Negar, Khazan, Kyu Kwang, Kim, Jeanne N., Hansen, Niloy A., Singh, Taylor, Moore, Cameron W.A., Snyder, Ravina, Pandita, Myla, Strawderman, Michiko, Fujihara, Yuta, Takamura, Ye, Jian, Nicholas, Battaglia, Naohiro, Yano, Yuki, Teramoto, Leggy A., Arnold, Russell, Hopson, Keshav, Kishor, Sneha, Nayak, Debasmita, Ojha, Ashoke, Sharon, John M., Ashton, Jian, Wang, Michael T., Milano, Hiroshi, Miyamoto, David C., Linehan, Scott A., Gerber, Nada, Kawar, Ajay P., Singh, Erdem D., Tabdanov, Nikolay V., Dokholyan, Hiroki, Kakuta, Peter W., Jurutka, Nina F., Schor, Rachael B., Rowswell-Turner, Rakesh K., Singh, Richard G., Moore

Journal of Medicinal Chemistry | 2022

Vitamin-D receptor (VDR) mRNA is overexpressed in neuroblastoma and carcinomas of lung, pancreas, and ovaries and predicts poor prognoses. VDR antagonists may be able to inhibit tumors that overexpress VDR. However, the current antagonists are arduous to synthesize and are only partial antagonists, limiting their use. Here, we show that the VDR antagonist MeTC7 (5), which can be synthesized from 7-dehydrocholesterol (6) in two steps, inhibits VDR selectively, suppresses the viability of cancer cell-lines, and reduces the growth of the spontaneous transgenic TH-MYCN neuroblastoma and xenografts in vivo.

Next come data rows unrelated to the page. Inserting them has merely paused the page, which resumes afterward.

//! Native single-view projector calibration.
//!
//! A linear initialisation (DLT pose for six or more points, planar
//! homography decomposition for four or more) is refined with
//! Levenberg-Marquardt on the pixel reprojection error. Lens distortion is
//! held at zero throughout.

use glam::{DMat3, DVec2, DVec3};
use levenberg_marquardt::{LeastSquaresProblem, LevenbergMarquardt};
use nalgebra::{storage::Owned, DMatrix, DVector, Dyn, Matrix3, Vector3};

use super::model::{rms_reprojection_error, CameraMatrix, Pose, SolveOutput};
use crate::error::{Result, TouchError};

const MAX_ITERATIONS: usize = 100;

/// Jointly refine focal lengths, principal point and pose from one view,
/// starting from the default intrinsic guess for `width` x `height`.
pub fn calibrate_single_view(world: &[DVec3], image: &[DVec2], width: u32, height: u32) -> Result<SolveOutput> {
    let guess = CameraMatrix::default_guess(width, height);
    let initial = initial_pose(world, image, &guess)?;

    let mut start = vec![guess.fx, guess.fy, guess.px, guess.py];
    start.extend_from_slice(&pose_to_params(&initial));

    let params = refine(DVector::from_vec(start), |p| {
        let camera = CameraMatrix::new(p[0], p[1], p[2], p[3]);
        residuals(&camera, &params_to_pose(&p.as_slice()[4..]), world, image)
    });

    let camera = CameraMatrix::new(params[0], params[1], params[2], params[3]);
    let pose = params_to_pose(&params.as_slice()[4..]);
    finish(camera, pose, world, image)
}

/// Refine only the pose for known intrinsics.
pub fn solve_pose(world: &[DVec3], image: &[DVec2], camera: &CameraMatrix) -> Result<SolveOutput> {
    let initial = initial_pose(world, image, camera)?;

    let params = refine(DVector::from_vec(pose_to_params(&initial).to_vec()), |p| {
        residuals(camera, &params_to_pose(p.as_slice()), world, image)
    });

    finish(*camera, params_to_pose(params.as_slice()), world, image)
}

fn finish(camera: CameraMatrix, pose: Pose, world: &[DVec3], image: &[DVec2]) -> Result<SolveOutput> {
    let rms_error = rms_reprojection_error(&camera, &pose, world, image);
    let finite = [camera.fx, camera.fy, camera.px, camera.py].iter().all(|v| v.is_finite())
        && pose.rotation.is_finite()
        && pose.translation.is_finite()
        && rms_error.is_finite();
    if !finite {
        return Err(TouchError::DegenerateGeometry("solver diverged".to_string()));
    }
    Ok(SolveOutput {
        camera,
        pose,
        distortion: [0.0; 5],
        rms_error,
    })
}

/// Pick the better of the available linear pose estimates.
fn initial_pose(world: &[DVec3], image: &[DVec2], camera: &CameraMatrix) -> Result<Pose> {
    let mut candidates = Vec::with_capacity(2);
    if world.len() >= 6 {
        candidates.extend(dlt_pose(world, image, camera));
    }
    candidates.extend(planar_pose(world, image, camera));

    candidates
        .into_iter()
        .map(|pose| (rms_reprojection_error(camera, &pose, world, image), pose))
        .filter(|(err, _)| err.is_finite())
        .min_by(|a, b| a.0.total_cmp(&b.0))
        .map(|(err, pose)| {
            log::debug!("initial pose reprojection error {:.3}px", err);
            pose
        })
        .ok_or_else(|| TouchError::DegenerateGeometry("no initial pose could be estimated".to_string()))
}

/// Direct linear transform for [R|t] in normalised image coordinates.
fn dlt_pose(world: &[DVec3], image: &[DVec2], camera: &CameraMatrix) -> Option<Pose> {
    let (centroid, scale) = normalization_3d(world)?;
    let n = world.len();
    let mut a = DMatrix::<f64>::zeros(2 * n, 12);

    for (i, (w, px)) in world.iter().zip(image).enumerate() {
        let p = (*w - centroid) * scale;
        let x = camera.normalize(*px);
        let (r0, r1) = (2 * i, 2 * i + 1);

        a[(r0, 0)] = p.x;
        a[(r0, 1)] = p.y;
        a[(r0, 2)] = p.z;
        a[(r0, 3)] = 1.0;
        a[(r0, 8)] = -x.x * p.x;
        a[(r0, 9)] = -x.x * p.y;
        a[(r0, 10)] = -x.x * p.z;
        a[(r0, 11)] = -x.x;

        a[(r1, 4)] = p.x;
        a[(r1, 5)] = p.y;
        a[(r1, 6)] = p.z;
        a[(r1, 7)] = 1.0;
        a[(r1, 8)] = -x.y * p.x;
        a[(r1, 9)] = -x.y * p.y;
        a[(r1, 10)] = -x.y * p.z;
        a[(r1, 11)] = -x.y;
    }

    let p = null_vector(&a)?;
    let m = Matrix3::new(p[0], p[1], p[2], p[4], p[5], p[6], p[8], p[9], p[10]);
    let mut t = Vector3::new(p[3], p[7], p[11]);

    let svd = m.svd(true, true);
    let (u, v_t) = (svd.u?, svd.v_t?);
    let s = svd.singular_values.sum() / 3.0;
    if s.abs() < 1e-12 {
        return None;
    }

    let mut r = u * v_t;
    t /= s;
    if r.determinant() < 0.0 {
        r = -r;
        t = -t;
    }

    // Undo the world normalisation.
    let rotation = from_na(&r);
    let translation = DVec3::new(t.x, t.y, t.z) / scale - rotation * centroid;
    Some(Pose::new(rotation, translation))
}

/// Pose from the homography between the best-fit plane of the world
/// points and their normalised image coordinates. Exact for coplanar input.
fn planar_pose(world: &[DVec3], image: &[DVec2], camera: &CameraMatrix) -> Option<Pose> {
    if world.len() < 4 {
        return None;
    }
    let centroid = world.iter().copied().sum::<DVec3>() / world.len() as f64;

    let mut covariance = Matrix3::<f64>::zeros();
    for w in world {
        let d = to_na_vec(*w - centroid);
        covariance += d * d.transpose();
    }
    let eigen = covariance.symmetric_eigen();
    let mut order = [0usize, 1, 2];
    order.sort_by(|&a, &b| eigen.eigenvalues[b].total_cmp(&eigen.eigenvalues[a]));

    let e1: Vector3<f64> = eigen.eigenvectors.column(order[0]).into_owned();
    let normal: Vector3<f64> = eigen.eigenvectors.column(order[2]).into_owned();
    let e2 = normal.cross(&e1);
    let basis = Matrix3::from_rows(&[e1.transpose(), e2.transpose(), normal.transpose()]);

    let plane: Vec<DVec2> = world
        .iter()
        .map(|w| {
            let local = basis * to_na_vec(*w - centroid);
            DVec2::new(local.x, local.y)
        })
        .collect();
    let normalized: Vec<DVec2> = image.iter().map(|p| camera.normalize(*p)).collect();

    let h = homography(&plane, &normalized)?;
    let h1: Vector3<f64> = h.column(0).into_owned();
    let h2: Vector3<f64> = h.column(1).into_owned();
    let h3: Vector3<f64> = h.column(2).into_owned();

    let norm = h1.norm() + h2.norm();
    if norm < 1e-12 {
        return None;
    }
    let mut lambda = 2.0 / norm;
    // The plane centroid has to sit in front of the projector.
    if h3.z * lambda < 0.0 {
        lambda = -lambda;
    }

    let r1 = h1 * lambda;
    let r2 = h2 * lambda;
    let t = h3 * lambda;
    let approx = Matrix3::from_columns(&[r1, r2, r1.cross(&r2)]);

    let svd = approx.svd(true, true);
    let (mut u, v_t) = (svd.u?, svd.v_t?);
    if (u * v_t).determinant() < 0.0 {
        let flipped = -u.column(2);
        u.set_column(2, &flipped);
    }
    let r = u * v_t;

    let r_world = r * basis;
    let t_world = t - r_world * to_na_vec(centroid);
    Some(Pose::new(from_na(&r_world), DVec3::new(t_world.x, t_world.y, t_world.z)))
}

/// Normalised DLT homography mapping `src` onto `dst`.
fn homography(src: &[DVec2], dst: &[DVec2]) -> Option<Matrix3<f64>> {
    let (src_n, t_src) = normalization_2d(src)?;
    let (dst_n, t_dst) = normalization_2d(dst)?;

    let mut a = DMatrix::<f64>::zeros(2 * src.len(), 9);
    for (i, (s, d)) in src_n.iter().zip(&dst_n).enumerate() {
        let (r0, r1) = (2 * i, 2 * i + 1);
        a[(r0, 0)] = s.x;
        a[(r0, 1)] = s.y;
        a[(r0, 2)] = 1.0;
        a[(r0, 6)] = -d.x * s.x;
        a[(r0, 7)] = -d.x * s.y;
        a[(r0, 8)] = -d.x;

        a[(r1, 3)] = s.x;
        a[(r1, 4)] = s.y;
        a[(r1, 5)] = 1.0;
        a[(r1, 6)] = -d.y * s.x;
        a[(r1, 7)] = -d.y * s.y;
        a[(r1, 8)] = -d.y;
    }

    let h = null_vector(&a)?;
    let hn = Matrix3::new(h[0], h[1], h[2], h[3], h[4], h[5], h[6], h[7], h[8]);
    Some(t_dst.try_inverse()? * hn * t_src)
}

/// Right singular vector of the smallest singular value. Under-determined
/// systems are zero-padded so the full V is available.
fn null_vector(a: &DMatrix<f64>) -> Option<DVector<f64>> {
    let cols = a.ncols();
    let padded = if a.nrows() < cols {
        let mut m = DMatrix::<f64>::zeros(cols, cols);
        m.rows_mut(0, a.nrows()).copy_from(a);
        m
    } else {
        a.clone()
    };

    let svd = padded.svd(false, true);
    let v_t = svd.v_t?;
    let (idx, _) = svd
        .singular_values
        .iter()
        .enumerate()
        .min_by(|a, b| a.1.total_cmp(b.1))?;
    Some(v_t.row(idx).transpose())
}

/// Hartley normalisation: centroid to origin, mean distance sqrt(2).
fn normalization_2d(points: &[DVec2]) -> Option<(Vec<DVec2>, Matrix3<f64>)> {
    let centroid = points.iter().copied().sum::<DVec2>() / points.len() as f64;
    let mean_dist = points.iter().map(|p| p.distance(centroid)).sum::<f64>() / points.len() as f64;
    if mean_dist < 1e-12 {
        return None;
    }
    let s = std::f64::consts::SQRT_2 / mean_dist;
    let t = Matrix3::new(s, 0.0, -s * centroid.x, 0.0, s, -s * centroid.y, 0.0, 0.0, 1.0);
    Some((points.iter().map(|p| (*p - centroid) * s).collect(), t))
}

fn normalization_3d(points: &[DVec3]) -> Option<(DVec3, f64)> {
    let centroid = points.iter().copied().sum::<DVec3>() / points.len() as f64;
    let mean_dist = points.iter().map(|p| p.distance(centroid)).sum::<f64>() / points.len() as f64;
    if mean_dist < 1e-12 {
        return None;
    }
    Some((centroid, 3f64.sqrt() / mean_dist))
}

fn residuals(camera: &CameraMatrix, pose: &Pose, world: &[DVec3], image: &[DVec2]) -> DVector<f64> {
    let mut r = DVector::<f64>::zeros(2 * world.len());
    for (i, (w, observed)) in world.iter().zip(image).enumerate() {
        let predicted = camera.project(pose, *w);
        r[2 * i] = predicted.x - observed.x;
        r[2 * i + 1] = predicted.y - observed.y;
    }
    r
}

/// Residual closure over a parameter vector, minimised by
/// `levenberg_marquardt::LevenbergMarquardt`.
struct ReprojectionProblem<F> {
    params: DVector<f64>,
    residual_fn: F,
}

impl<F> LeastSquaresProblem<f64, Dyn, Dyn> for ReprojectionProblem<F>
where
    F: Fn(&DVector<f64>) -> DVector<f64>,
{
    type ResidualStorage = Owned<f64, Dyn>;
    type JacobianStorage = Owned<f64, Dyn, Dyn>;
    type ParameterStorage = Owned<f64, Dyn>;

    fn set_params(&mut self, x: &DVector<f64>) {
        self.params.clone_from(x);
    }

    fn params(&self) -> DVector<f64> {
        self.params.clone()
    }

    fn residuals(&self) -> Option<DVector<f64>> {
        Some((self.residual_fn)(&self.params))
    }

    fn jacobian(&self) -> Option<DMatrix<f64>> {
        let base = (self.residual_fn)(&self.params);
        Some(numeric_jacobian(&self.params, &base, &self.residual_fn))
    }
}

/// Minimise `residual_fn` from `start`. The start is returned unchanged when
/// the optimiser ends on a worse or non-finite cost.
fn refine<F>(start: DVector<f64>, residual_fn: F) -> DVector<f64>
where
    F: Fn(&DVector<f64>) -> DVector<f64>,
{
    let start_cost = residual_fn(&start).norm_squared();
    let problem = ReprojectionProblem {
        params: start.clone(),
        residual_fn,
    };
    let (problem, report) = LevenbergMarquardt::new()
        .with_patience(MAX_ITERATIONS)
        .minimize(problem);

    log::debug!(
        "reprojection refinement: {:?} after {} evaluations, cost {:.3e}",
        report.termination,
        report.number_of_evaluations,
        report.objective_function
    );

    let cost = (problem.residual_fn)(&problem.params).norm_squared();
    if cost.is_finite() && cost <= start_cost {
        problem.params
    } else {
        start
    }
}

fn numeric_jacobian<F>(params: &DVector<f64>, base: &DVector<f64>, residual_fn: &F) -> DMatrix<f64>
where
    F: Fn(&DVector<f64>) -> DVector<f64>,
{
    let mut jacobian = DMatrix::<f64>::zeros(base.len(), params.len());
    for k in 0..params.len() {
        let step = 1e-6 * params[k].abs().max(1.0);
        let mut perturbed = params.clone();
        perturbed[k] += step;
        let shifted = residual_fn(&perturbed);
        for r in 0..base.len() {
            jacobian[(r, k)] = (shifted[r] - base[r]) / step;
        }
    }
    jacobian
}

fn pose_to_params(pose: &Pose) -> [f64; 6] {
    let r = pose.rotation_vector();
    let t = pose.translation;
    [r.x, r.y, r.z, t.x, t.y, t.z]
}

fn params_to_pose(p: &[f64]) -> Pose {
    Pose::from_rotation_vector(DVec3::new(p[0], p[1], p[2]), DVec3::new(p[3], p[4], p[5]))
}

fn to_na_vec(v: DVec3) -> Vector3<f64> {
    Vector3::new(v.x, v.y, v.z)
}

fn from_na(m: &Matrix3<f64>) -> DMat3 {
    DMat3::from_cols_slice(m.as_slice())
}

The VDR selectivity of 5 against RXRα and PPAR-γwas confirmed, and docking studies using VDR-LBD indicated that 5 induces major changes in the binding motifs, which potentially result in VDR antagonistic effects. These data highlight the therapeutic benefits of targeting VDR for the treatment of malignancies and demonstrate the creation of selective VDR antagonists that are easy to synthesize.